The tight 3-metre Montague Street bridge in South Melbourne is perhaps the most notorious truck assassin in Australia, with 54 crashes recorded since 2013.
Social media and talkback radio lights up with ridicule anytime someone fails to notice the dozens of advance height warnings.
But the joke took a serious turn in 2016, when a bus struck the bridge, seriously injuring six people.
The driver was later sentenced to five years' jail.
Spectacular crashes theatre for localsElsewhere in Perth, the tight Stirling Road bridge in Claremont and the busy West Perth rail bridge have suffered a couple of knocks, but nowhere near as many as Bayswater.
"You hear the metal or canopy or part of the trailer hitting the bridge and that's definitely the sound that gives it away," said Geoff Hodder, whose cheese shop is located opposite the bridge.
"The best way to describe it is that metal hitting metal, a bit like a thunder sound. It's that big impact — it's like a car crash but with a sudden impact.
"When it happens, we all come out of our shops and we all stand at the corner and watch it unfold.
"It's a bit of theatre for us."
Mr Hodder said he had seen some spectacular crashes over the year.
"There's been ones where the top of the canopy has peeled back like a sardine can, you see the ribbon metal effect," he said.
"There was one where the canopy of the truck and the trailer hit it and it concertinaed back like a piano accordion.
"It compacted all the way back, it was pretty dramatic."
Why does it keep happening?"I've got a theory that every time one of them does it, they win a bet," said Paul Shanahan from the community lobby group Future Bayswater.
"Maybe it's the infamy of getting stuck under the bridge — you can say, 'I was one of them'.
"There's a lot of signage, maybe they're just really bad at judging distances.
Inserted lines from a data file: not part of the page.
//! UseCase layer errors.
//!
//! Every variant is answered to the requesting connection only.

use thiserror::Error;

use crate::domain::{DomainError, RepositoryError};

#[derive(Debug, Clone, Error, PartialEq, Eq)]
pub enum SessionError {
    /// Malformed or out-of-range input
    #[error("{0}")]
    Validation(String),

    /// Host-only action by a non-host
    #[error("{0}")]
    Authorization(String),

    /// Unknown room or unknown player context
    #[error("{0}")]
    NotFound(String),

    /// Request clashes with the current room state
    #[error("{0}")]
    Conflict(String),
}

impl SessionError {
    pub fn room_not_found() -> Self {
        Self::NotFound("Room not found".to_string())
    }
}

impl From<DomainError> for SessionError {
    fn from(error: DomainError) -> Self {
        let message = error.to_string();
        match error {
            // A malformed code cannot name a live room.
            DomainError::InvalidRoomCode(_) => Self::room_not_found(),
            DomainError::InvalidDisplayName { .. }
            | DomainError::InvalidChatText { .. }
            | DomainError::InvalidQuestion(_)
            | DomainError::InvalidQuestionBatch { .. }
            | DomainError::InvalidSelection(_) => Self::Validation(message),
            DomainError::PlayerNotFound(_) => Self::NotFound(message),
            DomainError::QuizAlreadyStarted
            | DomainError::QuizNotInProgress
            | DomainError::QuestionNotOpen
            | DomainError::QuestionClosed { .. }
            | DomainError::AlreadyAnswered { .. }
            | DomainError::DisplayNameTaken(_)
            | DomainError::JoinClosed
            | DomainError::RoomFull { .. } => Self::Conflict(message),
        }
    }
}

impl From<RepositoryError> for SessionError {
    fn from(error: RepositoryError) -> Self {
        match error {
            RepositoryError::RoomNotFound(_) => Self::room_not_found(),
            RepositoryError::RoomCapacityExceeded(_) | RepositoryError::RoomCodeExhausted(_) => {
                Self::Conflict(error.to_string())
            }
        }
    }
}

#[cfg(test)]
mod tests {
    use super::*;

    #[test]
    fn test_domain_errors_map_to_taxonomy() {
        // テスト項目: ドメインエラーが Validation / NotFound / Conflict に分類される
        assert_eq!(
            SessionError::from(DomainError::InvalidRoomCode("x".to_string())),
            SessionError::room_not_found()
        );
        assert!(matches!(
            SessionError::from(DomainError::InvalidSelection(9)),
            SessionError::Validation(_)
        ));
        assert_eq!(
            SessionError::from(DomainError::AlreadyAnswered { question_number: 2 }),
            SessionError::Conflict("Already answered question 2".to_string())
        );
        assert!(matches!(
            SessionError::from(DomainError::PlayerNotFound("Ana".to_string())),
            SessionError::NotFound(_)
        ));
    }

    #[test]
    fn test_repository_errors_map_to_taxonomy() {
        // テスト項目: ストアのエラーが NotFound / Conflict に分類される
        assert_eq!(
            SessionError::from(RepositoryError::RoomNotFound("AB12C3".to_string())),
            SessionError::room_not_found()
        );
        assert!(matches!(
            SessionError::from(RepositoryError::RoomCapacityExceeded(1000)),
            SessionError::Conflict(_)
        ));
    }
}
"It's amazing, it just keeps happening."
Mr Hodder said the immediate aftermath of a direct hit was a mix of embarrassment and frustration.
"The truck drivers' reaction is they'll hold their head and think, 'what's just happened?'" he said.
"A few people mention it's their GPS's fault, that their GPS told them to go this way.
"A lot of people just don't know their height level so they come a cropper.
"On one occasion a nursery truck hit it and there was pot plants all over the ground and soil, a real big mess."
Mr Hynes said safety measures put in place at the bridge over the years failed to stop the crashes.
"We installed a new red and white stripe pattern marking with a solar powered LED flashing sign on the side of the bridge," he said.
"Then a truck came in and hit the bridge and brought down the sign which said, 'be careful, low bridge'.
"You can do all manner of things, but you can't guard against stupidity."
Mr Shanahan said being one of the only major crossings in the area, the town became gridlocked after a direct hit.
"It's actually not that funny when it happens — we can laugh about it now but oh my God, it causes so much disruption."
Bridge's danger days are numberedThe bridge's days of cleaning up unsuspecting trucks are numbered, however, with a planned upgrade of the entire Bayswater rail precinct set to begin later this year.
"The upgrade that's taking place there will include having a new look at the bridge and increasing the height, which I have to say with some degree of sadness," said Mr Hynes.
Mr Shanahan said the bridge had become synonymous with Bayswater's identity, for better or for worse.
"Unfortunately, it's probably our major tourist attraction at the moment, it's what seems to draw most attention to this area," he said.
Mr Hodder said he would probably miss the problematic bridge when it was gone.
"We love it and we hate it, it's a bit of an icon of Baysie," he said.
"We all recognise it, we know it as the Baysie bridge, we know it as where the trucks get stuck underneath it.
"We love it as a bit of identity for Bayswater in a way."
"It's a little bit like the Berlin Wall," Mr Hynes added.
"Perhaps we'll have to save bits of the old bridge and say, 'this was the bit that was hit by the truck in 2014'.
"It's an icon, we should all be proud of it."